# v4l and raw1394

## ev56o

I have a webcam that woks with vlc using v4l but don' t work with firefox and kino.

Firefox (on chatroulette.com for example) prompt "Your webcam is showing no"

kino prompt "WARNING: raw1394 kernel module not loaded or failure to read/write /dev/raw1394!"

I have something similar..

```

m@marco ~ $ ls -la /dev/raw*

total 0

drwxr-xr-x  2 root root     60 Apr 14 11:51 .

drwxr-xr-x 17 root root   4740 Apr 14 11:58 ..

crw-rw----  1 root disk 162, 0 Apr 14 11:51 rawctl

```

Thanks.

----------

## Jaglover

If I was you I'd start from here:

```
$ eix 1394

* media-libs/libdc1394

     Available versions:  (2) 2.1.3-r1 (~)2.1.4

        {{X doc static-libs}}

     Homepage:            http://sourceforge.net/projects/libdc1394/

     Description:         Library to interface with IEEE 1394 cameras following the IIDC specification

* media-plugins/gst-plugins-raw1394

     Available versions:  (0.10) 0.10.23!t 0.10.28!t 0.10.30!t

     Homepage:            http://gstreamer.freedesktop.org/

     Description:         GStreamer plugin to capture firewire video

* sys-libs/libavc1394

     Available versions:  0.5.3 (~)0.5.4 {{static-libs}}

     Homepage:            http://www.linux1394.org/ http://sourceforge.net/projects/libavc1394/

     Description:         library for the 1394 Trade Association AV/C (Audio/Video Control) Digital Interface Command Set

* sys-libs/libraw1394

     Available versions:  2.0.4 (~)2.0.5 (~)2.0.7 (~)2.0.8 {{static-libs}}

     Homepage:            http://ieee1394.wiki.kernel.org/

     Description:         library that provides direct access to the IEEE 1394 bus

```

----------

## ev56o

Done but it doesn' t work.
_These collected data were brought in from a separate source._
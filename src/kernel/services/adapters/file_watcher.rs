//! Normalizes raw `notify` events into per-file `{kind, path}` deltas.

use crate::kernel::services::ports::FsEventKind;
use notify::event::{ModifyKind, RenameMode};
use notify::{Config, EventKind, RecommendedWatcher, Watcher};
use std::path::PathBuf;
use std::sync::mpsc;
use std::time::Duration;

pub(crate) const WATCHER_POLL_INTERVAL: Duration = Duration::from_millis(250);

#[derive(Debug, Clone, PartialEq, Eq)]
pub struct FsDelta {
    pub kind: FsEventKind,
    pub path: PathBuf,
}

impl FsDelta {
    fn new(kind: FsEventKind, path: PathBuf) -> Self {
        Self { kind, path }
    }
}

/// Creates the watcher whose callback forwards every raw event into `tx`.
pub(crate) fn channel_watcher(
    tx: mpsc::Sender<notify::Result<notify::Event>>,
) -> notify::Result<RecommendedWatcher> {
    RecommendedWatcher::new(
        move |res: notify::Result<notify::Event>| {
            let _ = tx.send(res);
        },
        Config::default().with_poll_interval(WATCHER_POLL_INTERVAL),
    )
}

/// Rescan requests mean the backend overflowed and dropped events.
pub fn is_overflow(event: &notify::Event) -> bool {
    event.need_rescan()
}

pub fn normalize_notify_event(event: notify::Event) -> Vec<FsDelta> {
    if is_overflow(&event) {
        return Vec::new();
    }
    match event.kind {
        EventKind::Create(_) => event
            .paths
            .into_iter()
            .map(|path| FsDelta::new(FsEventKind::Created, path))
            .collect(),
        EventKind::Remove(_) => event
            .paths
            .into_iter()
            .map(|path| FsDelta::new(FsEventKind::Deleted, path))
            .collect(),
        EventKind::Modify(kind) => normalize_modify_event(kind, event.paths),
        _ => Vec::new(),
    }
}

fn normalize_modify_event(kind: ModifyKind, paths: Vec<PathBuf>) -> Vec<FsDelta> {
    match kind {
        ModifyKind::Name(RenameMode::Both) if paths.len() >= 2 => {
            let mut paths = paths.into_iter();
            let mut deltas = Vec::with_capacity(2);
            if let Some(from) = paths.next() {
                deltas.push(FsDelta::new(FsEventKind::Deleted, from));
            }
            if let Some(to) = paths.next() {
                deltas.push(FsDelta::new(FsEventKind::Created, to));
            }
            deltas
        }
        ModifyKind::Name(RenameMode::From) => paths
            .into_iter()
            .map(|path| FsDelta::new(FsEventKind::Deleted, path))
            .collect(),
        ModifyKind::Name(RenameMode::To) => paths
            .into_iter()
            .map(|path| FsDelta::new(FsEventKind::Created, path))
            .collect(),
        // Access time and permission churn carries no content.
        ModifyKind::Metadata(_) => Vec::new(),
        ModifyKind::Data(_) | ModifyKind::Any | ModifyKind::Other | ModifyKind::Name(_) => paths
            .into_iter()
            .map(|path| FsDelta::new(FsEventKind::Modified, path))
            .collect(),
    }
}
//! probsync - keeps competitive programming problems and their test cases in
//! sync with a directory tree shared with an external test runner.
//!
//! Module layout:
//! - models: data models (Problem, TestCase)
//! - kernel: sync engine (ProblemSync, WorkspaceManager, config, events)

pub mod kernel;
pub mod models;
//! Service adapters: filesystem and watcher implementations.

pub mod file_watcher;
pub mod paths;
pub mod problem_sync;
pub mod settings;
pub mod workspace;

pub use file_watcher::{normalize_notify_event, FsDelta};
pub use paths::{ensure_log_dir, get_log_dir};
pub use problem_sync::{ProblemSync, TestRow};
pub use settings::{ensure_workspace_config, load_workspace_config, workspace_config_path};
pub use workspace::WorkspaceManager;
impl ProblemSync {
    pub fn new(
        workspace_root: &Path,
        mut problem: Problem,
        config: Arc<SyncConfig>,
        bus: SyncBusSender,
    ) -> Result<Self> {
        let directory = workspace_root.join(config.problem_directory(&problem)?);
        if problem.limits.time_limit.is_none() {
            problem.limits.time_limit = Some(config.default_time_limit);
        }
        if problem.checker_params.is_empty() {
            problem.checker_params = config.default_checker_params.clone();
        }

        let mut names = FxHashSet::default();
        for test_case in &problem.test_cases {
            if !names.insert(test_case.name().to_string()) {
                return Err(SyncError::DuplicateTestCase(test_case.name().to_string()));
            }
        }
        let mut state = SyncState {
            problem,
            names,
            manual_index: 1,
            tests_are_running: false,
            written_files: FxHashSet::default(),
            test_set_changed: true,
        };
        state.recompute_running();

        Ok(Self {
            directory,
            config,
            bus,
            state: Mutex::new(state),
        })
    }

    /// Creates the directory, materializes in-memory tests, adopts test cases
    /// found on disk and rewrites the list file from the merged set.
    ///
    /// Runs before the directory is watched, so its writes are not tracked as
    /// pending self-writes.
    pub fn initialize(&self) -> Result<()> {
        let mut state = self.lock();
        std::fs::create_dir_all(&self.directory).map_err(|e| SyncError::io(&self.directory, e))?;

        for index in 0..state.problem.test_cases.len() {
            self.materialize(&mut state, index)?;
        }

        let listed = self
            .read_optional(&self.config.test_list_file)?
            .map(|content| list_file::parse(&content))
            .unwrap_or_default();
        let mut discovered = self.discover_unknown(&state)?;
        discovered.sort_by_key(|name| {
            let listed_at = listed
                .iter()
                .position(|entry| &entry.name == name)
                .unwrap_or(usize::MAX);
            (listed_at, name.clone())
        });

        for name in discovered {
            let mut test_case = self.read_test_case(&mut state, &name)?;
            if let Some(entry) = listed.iter().find(|entry| entry.name == name) {
                test_case.set_run_status(entry.status.clone());
            }
            tracing::info!(dir = %self.directory.display(), test = %name, "adopted test case from disk");
            state.names.insert(name);
            state.problem.test_cases.push(test_case);
        }

        self.write_list_file(&mut state)?;
        state.recompute_running();
        state.written_files.clear();
        Ok(())
    }

    pub fn directory(&self) -> &Path {
        &self.directory
    }

    pub fn config(&self) -> &SyncConfig {
        &self.config
    }

    /// Snapshot of the wrapped problem.
    pub fn problem(&self) -> Problem {
        self.lock().problem.clone()
    }

    pub fn test_count(&self) -> usize {
        self.lock().problem.test_cases.len()
    }

    pub fn test_case(&self, index: usize) -> Result<TestCase> {
        let state = self.lock();
        state.check_index(index)?;
        Ok(state.problem.test_cases[index].clone())
    }

    pub fn tests_are_running(&self) -> bool {
        self.lock().tests_are_running
    }

    pub fn table_rows(&self) -> Vec<TestRow> {
        self.lock()
            .problem
            .test_cases
            .iter()
            .map(|test_case| TestRow {
                name: test_case.name().to_string(),
                input: test_case.input().to_string(),
                expected_output: test_case.expected_output().to_string(),
                program_output: test_case.program_output().to_string(),
                result: test_case.status_column().to_string(),
            })
            .collect()
    }

    pub fn next_test_name(&self) -> String {
        let mut state = self.lock();
        loop {
            let candidate = format!("{}{}", self.config.manual_test_prefix, state.manual_index);
            if !state.names.contains(&candidate) {
                return candidate;
            }
            state.manual_index += 1;
        }
    }

    pub fn add_test_case(&self, test_case: TestCase, create_files: bool) -> Result<usize> {
        let mut state = self.lock();
        state.ensure_not_running()?;
        if state.names.contains(test_case.name()) {
            return Err(SyncError::DuplicateTestCase(test_case.name().to_string()));
        }

        let index = state.problem.test_cases.len();
        state.names.insert(test_case.name().to_string());
        state.problem.test_cases.push(test_case);
        state.test_set_changed = true;
        if create_files {
            self.materialize(&mut state, index)?;
        }
        self.write_list_file(&mut state)?;
        self.notify(SyncEvent::TestCaseAdded {
            problem: self.directory.clone(),
            index,
        });
        Ok(index)
    }

    /// Applies in-memory edits through the test case setters. Nothing is
    /// written until the matching `*_changed` or [`Self::flush_test_case`].
    pub fn edit_test_case<R>(&self, index: usize, edit: impl FnOnce(&mut TestCase) -> R) -> Result<R> {
        let mut state = self.lock();
        state.check_index(index)?;
        let result = edit(&mut state.problem.test_cases[index]);
        self.notify_updated(index);
        Ok(result)
    }

    pub fn test_input_changed(&self, index: usize) -> Result<()> {
        let mut state = self.lock();
        state.check_index(index)?;
        self.persist_input(&mut state, index)?;
        self.notify_updated(index);
        Ok(())
    }

    pub fn test_answer_changed(&self, index: usize) -> Result<()> {
        let mut state = self.lock();
        state.check_index(index)?;
        self.persist_expected(&mut state, index)?;
        self.notify_updated(index);
        Ok(())
    }

    /// Persists whichever fields carry a dirty flag.
    pub fn flush_test_case(&self, index: usize) -> Result<()> {
        let mut state = self.lock();
        state.check_index(index)?;
        let test_case = &state.problem.test_cases[index];
        let (input_dirty, expected_dirty) = (test_case.input_dirty(), test_case.expected_dirty());
        if input_dirty {
            self.persist_input(&mut state, index)?;
        }
        if expected_dirty {
            self.persist_expected(&mut state, index)?;
        }
        if input_dirty || expected_dirty {
            self.notify_updated(index);
        }
        Ok(())
    }

    /// Accepts the program output as the expected answer.
    pub fn set_test_solved(&self, index: usize) -> Result<()> {
        let mut state = self.lock();
        state.check_index(index)?;
        state.problem.test_cases[index].set_solved(true);
        self.persist_expected(&mut state, index)?;
        self.notify_updated(index);
        Ok(())
    }

    pub fn flip_test_skipped(&self, index: usize) -> Result<()> {
        let mut state = self.lock();
        state.ensure_not_running()?;
        state.check_index(index)?;
        state.problem.test_cases[index].flip_skipped();
        self.write_list_file(&mut state)?;
        self.notify_updated(index);
        Ok(())
    }

    pub fn swap_test_cases(&self, first: usize, second: usize) -> Result<()> {
        let mut state = self.lock();
        state.ensure_not_running()?;
        state.check_index(first)?;
        state.check_index(second)?;
        state.problem.test_cases.swap(first, second);
        self.write_list_file(&mut state)?;
        self.notify(SyncEvent::TestCasesSwapped {
            problem: self.directory.clone(),
            first,
            second,
        });
        Ok(())
    }

    pub fn delete_test_case(&self, index: usize) -> Result<()> {
        let mut state = self.lock();
        state.ensure_not_running()?;
        state.check_index(index)?;

        let name = state.problem.test_cases[index].name().to_string();
        for kind in TestFileKind::ALL {
            self.remove_file(&mut state, &self.config.test_file_name(&name, kind))?;
        }
        state.names.remove(&name);
        state.problem.test_cases.remove(index);
        state.test_set_changed = true;
        self.write_list_file(&mut state)?;
        self.notify(SyncEvent::TestCaseDeleted {
            problem: self.directory.clone(),
            index,
        });
        Ok(())
    }

    /// Whether the test set changed since the last [`Self::mark_unchanged`].
    pub fn regeneration_required(&self) -> bool {
        self.lock().test_set_changed
    }

    pub fn mark_unchanged(&self) {
        self.lock().test_set_changed = false;
    }

    /// Removes the whole problem directory. The caller is expected to have
    /// stopped watching it.
    pub fn delete_from_disk(&self) -> Result<()> {
        let _state = self.lock();
        match std::fs::remove_dir_all(&self.directory) {
            Ok(()) => Ok(()),
            Err(e) if e.kind() == io::ErrorKind::NotFound => Ok(()),
            Err(e) => Err(SyncError::io(&self.directory, e)),
        }
    }

    fn lock(&self) -> MutexGuard<'_, SyncState> {
        self.state.lock().unwrap_or_else(PoisonError::into_inner)
    }

    fn notify(&self, event: SyncEvent) {
        self.bus.send(event);
    }

    fn notify_updated(&self, index: usize) {
        self.notify(SyncEvent::TestCaseUpdated {
            problem: self.directory.clone(),
            index,
        });
    }

    /// Writes input and expected output from memory and makes sure the
    /// program output file exists.
    fn materialize(&self, state: &mut SyncState, index: usize) -> Result<()> {
        self.persist_input(state, index)?;
        self.persist_expected(state, index)?;
        let name = state.problem.test_cases[index].name().to_string();
        let program = self.config.test_file_name(&name, TestFileKind::ProgramOutput);
        if !self.directory.join(&program).exists() {
            let content = state.problem.test_cases[index].program_output().to_string();
            self.write_file(state, &program, &content)?;
        }
        Ok(())
    }

    fn persist_input(&self, state: &mut SyncState, index: usize) -> Result<()> {
        let test_case = &state.problem.test_cases[index];
        let file = self.config.test_file_name(test_case.name(), TestFileKind::Input);
        let content = test_case.input().to_string();
        self.write_file(state, &file, &content)?;
        state.problem.test_cases[index].mark_input_persisted();
        Ok(())
    }

    /// A solved test copies the program output file over the expected output
    /// file; memory follows what was copied.
    fn persist_expected(&self, state: &mut SyncState, index: usize) -> Result<()> {
        let test_case = &state.problem.test_cases[index];
        let name = test_case.name().to_string();
        let expected = self.config.test_file_name(&name, TestFileKind::ExpectedOutput);
        if test_case.is_solved() {
            let program = self.config.test_file_name(&name, TestFileKind::ProgramOutput);
            let content = match self.read_optional(&program)? {
                Some(content) => content,
                None => test_case.program_output().to_string(),
            };
            self.write_file(state, &expected, &content)?;
            state.problem.test_cases[index].load_program_output(content);
        } else {
            let content = test_case.expected_output().to_string();
            self.write_file(state, &expected, &content)?;
        }
        state.problem.test_cases[index].mark_expected_persisted();
        Ok(())
    }

    fn write_list_file(&self, state: &mut SyncState) -> Result<()> {
        let content = list_file::render(&state.problem.test_cases);
        let file = self.config.test_list_file.clone();
        self.write_file(state, &file, &content)
    }

    /// Records the self-write before issuing it. A failed write produces no
    /// echo, so the record is dropped again.
    fn write_file(&self, state: &mut SyncState, file_name: &str, content: &str) -> Result<()> {
        let path = self.directory.join(file_name);
        state.written_files.insert(file_name.to_string());
        if let Err(e) = std::fs::write(&path, content) {
            state.written_files.remove(file_name);
            return Err(SyncError::io(path, e));
        }
        Ok(())
    }

    fn remove_file(&self, state: &mut SyncState, file_name: &str) -> Result<()> {
        let path = self.directory.join(file_name);
        state.written_files.insert(file_name.to_string());
        match std::fs::remove_file(&path) {
            Ok(()) => Ok(()),
            Err(e) => {
                state.written_files.remove(file_name);
                if e.kind() == io::ErrorKind::NotFound {
                    Ok(())
                } else {
                    Err(SyncError::io(path, e))
                }
            }
        }
    }

    fn read_optional(&self, file_name: &str) -> Result<Option<String>> {
        let path = self.directory.join(file_name);
        match std::fs::read(&path) {
            Ok(bytes) => Ok(Some(String::from_utf8_lossy(&bytes).into_owned())),
            Err(e) if e.kind() == io::ErrorKind::NotFound => Ok(None),
            Err(e) => Err(SyncError::io(path, e)),
        }
    }

    /// Reads a sibling file, creating it empty if it is missing.
    fn read_or_create(&self, state: &mut SyncState, file_name: &str) -> Result<String> {
        match self.read_optional(file_name)? {
            Some(content) => Ok(content),
            None => {
                self.write_file(state, file_name, "")?;
                Ok(String::new())
            }
        }
    }

    fn read_test_case(&self, state: &mut SyncState, name: &str) -> Result<TestCase> {
        let mut test_case = TestCase::new(name);
        let input = self.read_or_create(state, &self.config.test_file_name(name, TestFileKind::Input))?;
        let expected =
            self.read_or_create(state, &self.config.test_file_name(name, TestFileKind::ExpectedOutput))?;
        let program =
            self.read_or_create(state, &self.config.test_file_name(name, TestFileKind::ProgramOutput))?;
        test_case.load_input(input);
        test_case.load_expected_output(expected);
        test_case.load_program_output(program);
        Ok(test_case)
    }

    fn discover_unknown(&self, state: &SyncState) -> Result<Vec<String>> {
        let entries =
            std::fs::read_dir(&self.directory).map_err(|e| SyncError::io(&self.directory, e))?;
        let mut names = Vec::new();
        for entry in entries.flatten() {
            if !entry.file_type().map(|t| t.is_file()).unwrap_or(false) {
                continue;
            }
            let file_name = entry.file_name().to_string_lossy().into_owned();
            if let Some((name, TestFileKind::Input)) = self.config.classify(&file_name) {
                if !state.names.contains(&name) {
                    names.push(name);
                }
            }
        }
        Ok(names)
    }
}
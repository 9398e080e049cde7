//! Service ports: data contracts shared by the adapters.

pub mod config;
pub mod error;
pub mod watch;

pub use config::{SyncConfig, TestFileKind};
pub use error::{Result, SyncError};
pub use watch::FsEventKind;
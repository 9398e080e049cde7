use crate::kernel::services::ports::{Result, SyncConfig, SyncError};
use std::io;
use std::path::{Path, PathBuf};

pub const WORKSPACE_CONFIG_FILE: &str = "probsync.json";

pub fn workspace_config_path(root: &Path) -> PathBuf {
    root.join(WORKSPACE_CONFIG_FILE)
}

/// Loads `<root>/probsync.json`. A missing file yields the defaults; fields
/// absent from the file keep their default values.
pub fn load_workspace_config(root: &Path) -> Result<SyncConfig> {
    let path = workspace_config_path(root);
    let data = match std::fs::read_to_string(&path) {
        Ok(data) => data,
        Err(e) if e.kind() == io::ErrorKind::NotFound => {
            tracing::info!(path = %path.display(), "no workspace config, using defaults");
            return Ok(SyncConfig::default());
        }
        Err(e) => return Err(SyncError::io(path, e)),
    };
    let config: SyncConfig = serde_json::from_str(&data)
        .map_err(|e| SyncError::Config(format!("{}: {}", path.display(), e)))?;
    config.validate()?;
    Ok(config)
}

/// Writes the default configuration if the workspace has none yet.
pub fn ensure_workspace_config(root: &Path) -> Result<PathBuf> {
    let path = workspace_config_path(root);
    if !root.exists() {
        std::fs::create_dir_all(root).map_err(|e| SyncError::io(root, e))?;
    }
    if !path.exists() {
        let content = serde_json::to_string_pretty(&SyncConfig::default())
            .unwrap_or_else(|_| "{}".to_string());
        std::fs::write(&path, content).map_err(|e| SyncError::io(&path, e))?;
    }
    Ok(path)
}

#[cfg(test)]
#[path = "../../../../tests/unit/kernel/services/adapters/settings.rs"]
mod tests;
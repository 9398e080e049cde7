use std::io::{self, Write};
use std::path::PathBuf;

use tracing_appender::non_blocking::{NonBlocking, WorkerGuard};
use tracing_subscriber::fmt::MakeWriter;
use tracing_subscriber::layer::SubscriberExt;
use tracing_subscriber::util::SubscriberInitExt;
use tracing_subscriber::EnvFilter;

pub struct LoggingGuard {
    _guard: WorkerGuard,
    log_dir: PathBuf,
}

impl LoggingGuard {
    pub fn log_dir(&self) -> &std::path::Path {
        &self.log_dir
    }
}

/// 同时写入按天滚动的日志文件和 stderr
#[derive(Clone)]
struct TeeMakeWriter {
    file: NonBlocking,
}

struct TeeWriter {
    file: NonBlocking,
    stderr: io::Stderr,
}

impl<'a> MakeWriter<'a> for TeeMakeWriter {
    type Writer = TeeWriter;

    fn make_writer(&'a self) -> Self::Writer {
        TeeWriter {
            file: self.file.make_writer(),
            stderr: io::stderr(),
        }
    }
}

impl Write for TeeWriter {
    fn write(&mut self, buf: &[u8]) -> io::Result<usize> {
        let n = self.file.write(buf)?;
        let _ = self.stderr.write_all(&buf[..n]);
        Ok(n)
    }

    fn flush(&mut self) -> io::Result<()> {
        self.file.flush()?;
        self.stderr.flush()?;
        Ok(())
    }
}

pub fn init() -> Option<LoggingGuard> {
    let log_dir = probsync::kernel::services::adapters::ensure_log_dir()
        .or_else(|_| -> io::Result<PathBuf> {
            let dir = std::env::temp_dir().join("probsync").join("logs");
            std::fs::create_dir_all(&dir)?;
            Ok(dir)
        })
        .ok()?;

    let file_appender = tracing_appender::rolling::daily(&log_dir, "probsync.log");
    let (non_blocking, guard) = tracing_appender::non_blocking(file_appender);
    let writer = TeeMakeWriter { file: non_blocking };

    let env_filter =
        EnvFilter::try_from_default_env().unwrap_or_else(|_| EnvFilter::new("probsync=info"));

    let subscriber = tracing_subscriber::registry().with(env_filter).with(
        tracing_subscriber::fmt::layer()
            .with_writer(writer)
            .with_ansi(false)
            .with_target(true)
            .with_file(true)
            .with_line_number(true),
    );

    if subscriber.try_init().is_err() {
        return None;
    }

    std::panic::set_hook(Box::new(|panic_info| {
        tracing::error!(panic = %panic_info, "panic");
    }));

    tracing::info!(log_dir = %log_dir.display(), "tracing initialized");

    Some(LoggingGuard {
        _guard: guard,
        log_dir,
    })
}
I have the raw driver compiled as built-in in the kernel, does it make difference?

----------

## Jaglover

I was under impression this is an external module ... maybe I'm wrong, where in kernel config is raw1394?

----------

## ev56o

In the kernel config there sin' t raw1394

```

m@marco ~ $ cat /usr/src/linux/.config | grep RAW

# CONFIG_IP_NF_RAW is not set

# CONFIG_IP6_NF_RAW is not set

# CONFIG_SERIO_RAW is not set

CONFIG_RAW_DRIVER=y

CONFIG_MAX_RAW_DEVS=256

# CONFIG_SND_RAWMIDI_SEQ is not set

CONFIG_HIDRAW=y

# CONFIG_USB_SERIAL_SIERRAWIRELESS is not set

```

----------

## ev56o

Can i have more help please?

----------